### [What to produce]
Across all the records, filter for lines with the word "ReadWrite" and copy them.

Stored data
━━━━━━━━━━

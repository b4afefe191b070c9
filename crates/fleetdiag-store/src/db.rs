use crate::error::{Result, StoreError};
use rusqlite::{Connection, OpenFlags};
use std::path::Path;
use std::time::Duration;

const BUSY_TIMEOUT: Duration = Duration::from_millis(2000);

#[derive(Debug, Clone, Copy, PartialEq, Eq)]
pub enum Access {
    ReadOnly,
    ReadWrite,
}

/// Opens a database that must already exist. File mode and journal mode are
/// left as the owning application set them.
pub fn open_existing(path: &Path, access: Access) -> Result<Connection> {
    if !path.is_file() {
        return Err(StoreError::NotFound(format!("database {}", path.display())));
    }
    let flags = match access {
        Access::ReadOnly => OpenFlags::SQLITE_OPEN_READ_ONLY,
        Access::ReadWrite => OpenFlags::SQLITE_OPEN_READ_WRITE,
    } | OpenFlags::SQLITE_OPEN_NO_MUTEX;
    let conn = Connection::open_with_flags(path, flags)?;
    conn.busy_timeout(BUSY_TIMEOUT)?;
    Ok(conn)
}

/// Creates (or reopens) a database file for a local snapshot or fixture.
pub fn create(path: &Path) -> Result<Connection> {
    let conn = Connection::open(path)?;
    conn.busy_timeout(BUSY_TIMEOUT)?;
    Ok(conn)
}

pub fn open_in_memory() -> Result<Connection> {
    Ok(Connection::open_in_memory()?)
}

━━━━━━━━━━

### [Task output]
    ReadWrite,
        Access::ReadWrite => OpenFlags::SQLITE_OPEN_READ_WRITE,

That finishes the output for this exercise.